*** Opening DATA SUPPLIED ***

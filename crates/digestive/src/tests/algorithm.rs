// Copyright (c) 2025-2026 Federico Hoerth <memparanoid@gmail.com>
// SPDX-License-Identifier: GPL-3.0-only
// See LICENSE in the repository root for full license text.

use digestive_core::DigestError;

use crate::algorithm::{Algorithm, Family};
use crate::md::Compression;
use crate::sha1::Sha1;
use crate::sha2::Sha2;
use crate::variants;

#[test]
fn test_name_round_trips_through_from_str() {
    for algorithm in Algorithm::ALL {
        let parsed: Algorithm = algorithm.name().parse().expect("canonical name");
        assert_eq!(parsed, algorithm);
        assert_eq!(algorithm.to_string(), algorithm.name());
    }
}

#[test]
fn test_from_str_is_lenient_about_case_and_separators() {
    let cases = [
        ("sha256", Algorithm::Sha256),
        ("Sha-1", Algorithm::Sha1),
        ("SHA512/256", Algorithm::Sha512_256),
        ("sha512_224", Algorithm::Sha512_224),
        ("sha3_384", Algorithm::Sha3_384),
        ("SHA3 512", Algorithm::Sha3_512),
        ("shake-128", Algorithm::Shake128),
        ("Shake256", Algorithm::Shake256),
    ];

    for (name, expected) in cases {
        assert_eq!(name.parse::<Algorithm>(), Ok(expected), "{name}");
    }
}

#[test]
fn test_from_str_rejects_unknown_names() {
    for name in ["", "md5", "sha-3", "sha512/384", "shake512", "sha2566"] {
        assert_eq!(
            name.parse::<Algorithm>(),
            Err(DigestError::UnknownAlgorithm(name.to_string())),
            "{name:?}"
        );
    }
}

#[test]
fn test_from_parts() {
    assert_eq!(Algorithm::from_parts(Family::Sha1, 160), Ok(Algorithm::Sha1));
    assert_eq!(Algorithm::from_parts(Family::Sha2, 224), Ok(Algorithm::Sha224));
    assert_eq!(Algorithm::from_parts(Family::Sha2, 512), Ok(Algorithm::Sha512));
    assert_eq!(Algorithm::from_parts(Family::Sha3, 384), Ok(Algorithm::Sha3_384));
    assert_eq!(Algorithm::from_parts(Family::Shake, 256), Ok(Algorithm::Shake256));

    for (family, bits) in [
        (Family::Sha1, 256),
        (Family::Sha2, 160),
        (Family::Sha2, 1024),
        (Family::Sha3, 1024),
        (Family::Shake, 512),
    ] {
        assert_eq!(
            Algorithm::from_parts(family, bits),
            Err(DigestError::UnsupportedVariant {
                family: family.name(),
                bits
            })
        );
    }
}

#[test]
fn test_from_parts_agrees_with_queries() {
    for algorithm in Algorithm::ALL {
        let bits = match algorithm {
            Algorithm::Sha512_224 | Algorithm::Sha512_256 => continue,
            Algorithm::Shake128 => 128,
            Algorithm::Shake256 => 256,
            _ => algorithm.output_bits().expect("fixed output"),
        };

        assert_eq!(Algorithm::from_parts(algorithm.family(), bits), Ok(algorithm));
    }
}

#[test]
fn test_sha512_t() {
    assert_eq!(Algorithm::sha512_t(224), Ok(Algorithm::Sha512_224));
    assert_eq!(Algorithm::sha512_t(256), Ok(Algorithm::Sha512_256));
    assert!(matches!(
        Algorithm::sha512_t(384),
        Err(DigestError::UnsupportedVariant { bits: 384, .. })
    ));
}

#[test]
fn test_block_len_and_xof() {
    let expected = [
        (Algorithm::Sha1, 64, false),
        (Algorithm::Sha224, 64, false),
        (Algorithm::Sha256, 64, false),
        (Algorithm::Sha384, 128, false),
        (Algorithm::Sha512, 128, false),
        (Algorithm::Sha512_224, 128, false),
        (Algorithm::Sha512_256, 128, false),
        (Algorithm::Sha3_224, 144, false),
        (Algorithm::Sha3_256, 136, false),
        (Algorithm::Sha3_384, 104, false),
        (Algorithm::Sha3_512, 72, false),
        (Algorithm::Shake128, 168, true),
        (Algorithm::Shake256, 136, true),
    ];

    for (algorithm, block_len, xof) in expected {
        assert_eq!(algorithm.block_len(), block_len, "{algorithm}");
        assert_eq!(algorithm.is_xof(), xof, "{algorithm}");
        assert_eq!(algorithm.output_bits().is_none(), xof, "{algorithm}");
    }
}

#[test]
fn test_sponge_capacity_is_twice_the_output() {
    for algorithm in [
        Algorithm::Sha3_224,
        Algorithm::Sha3_256,
        Algorithm::Sha3_384,
        Algorithm::Sha3_512,
    ] {
        let bits = algorithm.output_bits().expect("fixed output");
        assert_eq!(200 - algorithm.block_len(), 2 * bits / 8, "{algorithm}");
    }
}

#[test]
fn test_check_len_limits() {
    let max = u64::MAX / 8;

    for algorithm in [Algorithm::Sha1, Algorithm::Sha224, Algorithm::Sha256] {
        assert_eq!(algorithm.max_message_len(), Some(max));
        assert_eq!(algorithm.check_len(0), Ok(()));
        assert_eq!(algorithm.check_len(usize::MAX / 16), Ok(()));
        if usize::BITS == 64 {
            assert_eq!(
                algorithm.check_len(usize::MAX),
                Err(DigestError::MessageTooLong {
                    len: usize::MAX,
                    max
                })
            );
        }
    }

    for algorithm in [Algorithm::Sha512, Algorithm::Sha3_256, Algorithm::Shake128] {
        assert_eq!(algorithm.max_message_len(), None);
        assert_eq!(algorithm.check_len(usize::MAX), Ok(()));
    }
}

#[test]
fn test_entry_point_mismatch() {
    assert_eq!(
        Algorithm::Shake128.hash(b"abc"),
        Err(DigestError::UnsupportedVariant {
            family: "SHAKE",
            bits: 0
        })
    );
    assert_eq!(
        Algorithm::Sha256.hash_xof(b"abc", 256),
        Err(DigestError::UnsupportedVariant {
            family: "SHA-2",
            bits: 256
        })
    );
}

#[test]
fn test_family_display() {
    assert_eq!(Family::Sha1.to_string(), "SHA-1");
    assert_eq!(Family::Sha2.to_string(), "SHA-2");
    assert_eq!(Family::Sha3.to_string(), "SHA-3");
    assert_eq!(Family::Shake.to_string(), "SHAKE");
}

#[test]
fn test_block_len_comes_from_the_engines() {
    assert_eq!(Algorithm::Sha1.block_len(), <Sha1 as Compression>::BLOCK_LEN);
    for algorithm in [Algorithm::Sha224, Algorithm::Sha256] {
        assert_eq!(algorithm.block_len(), <Sha2<u32> as Compression>::BLOCK_LEN);
    }
    for algorithm in [
        Algorithm::Sha384,
        Algorithm::Sha512,
        Algorithm::Sha512_224,
        Algorithm::Sha512_256,
    ] {
        assert_eq!(algorithm.block_len(), <Sha2<u64> as Compression>::BLOCK_LEN);
    }
    assert_eq!(Algorithm::Sha3_256.block_len(), variants::SHA3_256.rate);
    assert_eq!(Algorithm::Shake128.block_len(), variants::SHAKE128.rate);
}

*** Closing DATA SUPPLIED ***

**EXERCISE DETAILS:**
In the records above, how many lines hold the string "Compression"? Give the number only.

**SOLVED PROBLEM:**
4